I have a list of dataframes that I would like to split based on a column, in that case the
cluster
column.
d1 <- data.frame(y1=c(1,2,3), cluster=c(1,2,6))
d2 <- data.frame(y1=c(3,2,1), cluster=c(6,2,4))
my.list <- list(d1, d2)
Using
lapply(my.list , function(x) split(x, x$cluster))
returns the splitted dataframes as sublists. Is it possible to split the dataframes and create new dataframes as separate list entries?

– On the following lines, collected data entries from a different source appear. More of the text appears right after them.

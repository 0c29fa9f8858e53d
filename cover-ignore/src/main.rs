// cover-ignore/src/main.rs
//! cover-ignore entry point.
//!
//! Parses the CLI, initializes logging, and runs the filter operation. Any
//! failure (configuration, spec parsing, rule compilation, file I/O) is
//! fatal and reported on stderr with a non-zero exit status.

use anyhow::Result;
use clap::Parser;

use cover_ignore::cli::Cli;
use cover_ignore::commands::filter::{run_filter, FilterOptions};
use cover_ignore::logger;

fn main() -> Result<()> {
    let args = Cli::parse();

    if args.quiet {
        logger::init_logger(Some(log::LevelFilter::Off));
    } else if args.debug {
        logger::init_logger(Some(log::LevelFilter::Debug));
    } else {
        logger::init_logger(None);
    }

    run_filter(&FilterOptions {
        spec_path: args.spec,
        profile_path: args.profile,
        dry_run: args.dry_run,
    })
}
//! errors.rs - Custom error types for the cover-ignore-core library.
//!
//! License: MIT OR Apache-2.0

use thiserror::Error;

/// This enum represents all possible error types in the `cover-ignore-core`
/// library.
///
/// By using `#[non_exhaustive]`, we signal to consumers of this library that
/// new variants may be added in future versions. This prevents them from
/// matching all variants exhaustively, thus avoiding breaking changes.
#[derive(Error, Debug)]
#[non_exhaustive]
pub enum CoverIgnoreError {
    /// An ignore rule failed to compile as a regular expression.
    ///
    /// Carries the offending pattern string and the underlying compiler
    /// diagnostic. Compilation aborts at the first failing rule, so no
    /// partial matcher set exists when this is returned.
    #[error("unable to parse regular expression '{0}': {1}")]
    RuleCompilation(String, regex::Error),
}
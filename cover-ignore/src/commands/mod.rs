//! Command implementations for the cover-ignore CLI.

pub mod filter;
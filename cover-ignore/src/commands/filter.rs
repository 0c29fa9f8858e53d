//! Filter command implementation: the end-to-end profile rewrite.

use anyhow::{Context, Result};
use log::{debug, info};
use std::fs;
use std::io::{self, Write};
use std::path::PathBuf;

use cover_ignore_core::{filter_profile, IgnoreSpec};

/// Options for the ergonomic run_filter API
pub struct FilterOptions {
    pub spec_path: PathBuf,
    pub profile_path: PathBuf,
    pub dry_run: bool,
}

/// The main operation runner for the cover-ignore CLI.
///
/// Loads the ignore spec, reads the coverage profile, filters it, and
/// rewrites the profile in place (or prints it under `--dry-run`). Any
/// failure aborts before the profile is touched; a partially filtered
/// result is never written.
pub fn run_filter(opts: &FilterOptions) -> Result<()> {
    info!("Starting cover-ignore operation.");

    let spec = IgnoreSpec::load_from_file(&opts.spec_path)?;

    let profile_data = fs::read(&opts.profile_path).with_context(|| {
        format!(
            "Failed to read coverage profile {}",
            opts.profile_path.display()
        )
    })?;

    let retained = filter_profile(&spec, &profile_data)
        .context("Failed to apply ignore rules to coverage profile")?;

    debug!(
        "Profile filtered. Original size: {} bytes, retained lines: {}",
        profile_data.len(),
        retained.len()
    );

    // Single '\n' separator, no extra trailing separator: byte-exact join
    // of the retained lines.
    let output = retained.join("\n");

    if opts.dry_run {
        info!("Dry run: writing filtered profile to stdout.");
        io::stdout().lock().write_all(output.as_bytes())?;
    } else {
        info!(
            "Writing filtered profile back to {}",
            opts.profile_path.display()
        );
        fs::write(&opts.profile_path, output).with_context(|| {
            format!(
                "Failed to write filtered coverage profile {}",
                opts.profile_path.display()
            )
        })?;
    }

    info!("cover-ignore operation completed.");
    Ok(())
}
//! Ignore-spec document handling for `cover-ignore-core`.
//!
//! This module defines the data structure of the YAML ignore specification
//! and handles its deserialization. The document names the module it applies
//! to and carries an ordered list of regular-expression patterns; any
//! coverage-profile line matching one of them is dropped from the output.
//!
//! License: MIT OR Apache-2.0

use anyhow::{Context, Result};
use log::{debug, info};
use serde::{Deserialize, Serialize};
use std::path::Path;

/// The top-level ignore specification document.
///
/// Conventionally stored as `.coverage-ignore.yaml` next to the coverage
/// profile it applies to.
#[derive(Debug, Default, Clone, PartialEq, Eq, Deserialize, Serialize)]
#[serde(default)]
pub struct IgnoreSpec {
    /// Module identifier the spec applies to. Informational only; the
    /// filtering logic never reads it.
    pub module: String,
    /// Ordered list of regular-expression patterns. Order affects only
    /// short-circuit evaluation, never the retained-line set.
    pub ignore_rules: Vec<String>,
}

impl IgnoreSpec {
    /// Loads an ignore specification from a YAML file.
    pub fn load_from_file<P: AsRef<Path>>(path: P) -> Result<Self> {
        let path = path.as_ref();
        info!("Loading ignore spec from: {}", path.display());
        let text = std::fs::read_to_string(path)
            .with_context(|| format!("Failed to read ignore spec {}", path.display()))?;
        let spec = Self::from_yaml_str(&text)
            .with_context(|| format!("Failed to parse ignore spec {}", path.display()))?;
        info!(
            "Loaded {} ignore rules for module '{}'.",
            spec.ignore_rules.len(),
            spec.module
        );
        Ok(spec)
    }

    /// Parses an ignore specification from YAML text.
    pub fn from_yaml_str(text: &str) -> Result<Self> {
        let spec: IgnoreSpec =
            serde_yml::from_str(text).context("Failed to parse ignore spec YAML")?;
        debug!("Parsed ignore spec with {} rules.", spec.ignore_rules.len());
        Ok(spec)
    }
}

#[cfg(test)]
mod tests {
    use super::*;

    #[test]
    fn test_from_yaml_str() -> Result<()> {
        let yaml = r#"
module: github.com/example/project
ignore_rules:
  - "_test\\.go:"
  - "^mode:"
"#;
        let spec = IgnoreSpec::from_yaml_str(yaml)?;
        assert_eq!(spec.module, "github.com/example/project");
        assert_eq!(spec.ignore_rules, vec!["_test\\.go:", "^mode:"]);
        Ok(())
    }

    #[test]
    fn test_from_yaml_str_missing_rules_defaults_empty() -> Result<()> {
        let spec = IgnoreSpec::from_yaml_str("module: example\n")?;
        assert_eq!(spec.module, "example");
        assert!(spec.ignore_rules.is_empty());
        Ok(())
    }

    #[test]
    fn test_from_yaml_str_rejects_malformed_document() {
        assert!(IgnoreSpec::from_yaml_str("ignore_rules: {not: [a, list").is_err());
    }
}
use std::sync::Arc;

use axum_test::TestServer;

use roster_core::{mailer::LogMailer, store::MemoryStore};
use roster_server::{
    infra::app_state::AppState, routes, users::auth::TokenKeys,
};

/// Spin up the full router against a fresh in-memory store.
pub fn build_test_server() -> TestServer {
    let state = AppState::new(
        Arc::new(MemoryStore::new()),
        Arc::new(LogMailer),
        TokenKeys::new("integration-test-signing-secret"),
    );
    TestServer::new(routes::create_app(state)).expect("test server starts")
}

pub fn bearer(token: &str) -> String {
    format!("Bearer {token}")
}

The desired output would be something like this:
my.list2 <- list(df1_cl1 , df1_cl2m df1_cl6, df2_cl6, df2_cl2, df2_cl4 )
Thank you!
CodePudding user response:
The first step is correct, to get data in required structure you can unlist
the list output with recursive = FALSE
.
my.list2 <- unlist(lapply(my.list , function(x)
split(x, x$cluster)), recursive = FALSE)
my.list2
#$`1`
# y1 cluster
#1 1 1
#$`2`
# y1 cluster
#2 2 2
#$`6`
# y1 cluster
#3 3 6
#$`2`
# y1 cluster
#2 2 2
#$`4`
# y1 cluster
#3 1 4
#$`6`
# y1 cluster
#1 3 6
length(my.list2)
#[1] 6
You can drop the names of the list with unname(my.list2)
.
CodePudding user response:
Another possible solution, based on dplyr:group_split
and purrr::map
:
library(tidyverse)
map (my.list, ~ group_split(.x, .x$cluster, .keep = F)) %>% flatten
#> [[1]]
#> # A tibble: 1 × 2
#> y1 cluster
#> <dbl> <dbl>
#> 1 1 1
#>
#> [[2]]
#> # A tibble: 1 × 2
#> y1 cluster
#> <dbl> <dbl>
#> 1 2 2
#>
#> [[3]]
#> # A tibble: 1 × 2
#> y1 cluster
#> <dbl> <dbl>
#> 1 3 6
#>
#> [[4]]
#> # A tibble: 1 × 2
#> y1 cluster
#> <dbl> <dbl>
#> 1 2 2
#>
#> [[5]]
#> # A tibble: 1 × 2
#> y1 cluster
#> <dbl> <dbl>
#> 1 1 4
#>
#> [[6]]
#> # A tibble: 1 × 2
#> y1 cluster
#> <dbl> <dbl>
#> 1 3 6